I understand the process of observing a negative emotion/feeling, accepting it and letting it fade away without any more thought. To be aware of it, and not give it any more thought, seems to be part of the battle…
By doing this, if you are involved in a circumstance that’s causing you pain/negative emotion outside of your own control (for example, your partner has sex with someone else, which fills you with anger and jealousy, to which you release but shows signs that they may do it again), should you not use that emotion as an indication that you need to change your circumstances, rather than surrendering it and allowing the situation to happen again?
Perhaps my understanding needs realigning, could someone explain?
MaxOctober 16, 2019 at 9:07 am #318205
Absolutely, you should “use that emotion as an indication that you need to change your circumstances, rather than surrendering to it and allowing the situation to happen again”.
Only if there is absolutely nothing you can do to change a situation, then better accept it.
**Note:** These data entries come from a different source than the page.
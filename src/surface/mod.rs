//! Chunked ocean surface mesh and the system that drives it.

mod mesh;
mod system;

// Re-export public types
pub use mesh::{generate_grid_indices, SurfaceChunk, SurfaceGrid, Vertex};
pub use system::{FrameStats, OceanSurface};
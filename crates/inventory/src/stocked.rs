use core::cmp::Ordering;

use serde::{Deserialize, Serialize};

use shelfkeep_catalog::BookRecord;
use shelfkeep_core::Sort;

/// One row of a location's inventory listing: a book and its live quantity.
#[derive(Debug, Clone, PartialEq, Eq, Serialize, Deserialize)]
pub struct StockedBook {
    pub book: BookRecord,
    pub quantity: i64,
}

/// Sortable columns of an inventory listing.
#[derive(Debug, Copy, Clone, PartialEq, Eq, Hash, Serialize, Deserialize, Default)]
#[serde(rename_all = "snake_case")]
pub enum StockSortKey {
    /// Storage default order.
    #[default]
    BookId,
    Title,
    Author,
    PublicationDate,
    Quantity,
}

impl StockSortKey {
    /// Ascending comparison on this key alone.
    pub fn compare(&self, a: &StockedBook, b: &StockedBook) -> Ordering {
        match self {
            StockSortKey::BookId => a.book.id.cmp(&b.book.id),
            StockSortKey::Title => a.book.title.cmp(&b.book.title),
            StockSortKey::Author => a.book.author.cmp(&b.book.author),
            StockSortKey::PublicationDate => a.book.publication_date.cmp(&b.book.publication_date),
            StockSortKey::Quantity => a.quantity.cmp(&b.quantity),
        }
    }
}

/// Total order for a listing: the requested sort (or book id), ties broken by
/// book id ascending so pages stay stable.
pub fn listing_order(sort: Option<&Sort<StockSortKey>>, a: &StockedBook, b: &StockedBook) -> Ordering {
    let primary = match sort {
        Some(s) => s.orient(s.key.compare(a, b)),
        None => Ordering::Equal,
    };
    primary.then_with(|| a.book.id.cmp(&b.book.id))
}

#[cfg(test)]
mod tests {
    use super::*;
    use chrono::NaiveDate;
    use shelfkeep_catalog::{Genre, Isbn};
    use shelfkeep_core::BookId;

    fn row(title: &str, quantity: i64) -> StockedBook {
        StockedBook {
            book: BookRecord {
                id: BookId::new(),
                title: title.to_string(),
                author: "Anon".to_string(),
                genre: Genre::Fiction,
                isbn: Isbn::parse("9780306406157").unwrap(),
                publication_date: NaiveDate::from_ymd_opt(2000, 1, 1).unwrap(),
            },
            quantity,
        }
    }

    #[test]
    fn sort_by_quantity_descending() {
        let mut rows = vec![row("a", 1), row("b", 9), row("c", 4)];
        let sort = Sort::desc(StockSortKey::Quantity);
        rows.sort_by(|a, b| listing_order(Some(&sort), a, b));
        let quantities: Vec<_> = rows.iter().map(|r| r.quantity).collect();
        assert_eq!(quantities, vec![9, 4, 1]);
    }

    #[test]
    fn ties_fall_back_to_book_id() {
        let mut rows = vec![row("same", 1), row("same", 1), row("same", 1)];
        let sort = Sort::asc(StockSortKey::Title);
        rows.sort_by(|a, b| listing_order(Some(&sort), a, b));
        assert!(rows.windows(2).all(|w| w[0].book.id <= w[1].book.id));
    }
}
Like the serenity prayer says: “grant me the serenity to accept the things I cannot change, the courage to change the things I can, and the wisdom to know the difference.”
Does this make sense to you?
anitaOctober 16, 2019 at 1:47 pm #318255
The practice of letting go of negative thoughts is honed on the philosophy that only you can control your actions, no one is making you do anything. It is about choosing to respond to the actions of others, not reacting. So if you feel immense anger at your partner for their actions, then feel that anger. But do not use that anger as a stepping stone to reacting in the moment by lashing out. Rather, let your thoughts run wild in an area/room where it would not hurt anyone or you. Once you’ve cooled down as your emotions rose and fell like the tidal waves at sea, it is then that you can calmly assess the situation to decide what your next actions might be. If you were hurt, then communicate that hurt. The key is in your communications, not your reactions.
‘Letting go’ means to feel then move on, it is not letting others off the hook for their actions.October 17, 2019 at 12:44 am #318325
MaxwellParticipantOctober 17, 2019 at 11:29 am #318429
You are welcome. I can attempt at trying to help you with applying it if you want. If you do, post again with some of the particulars of your situation.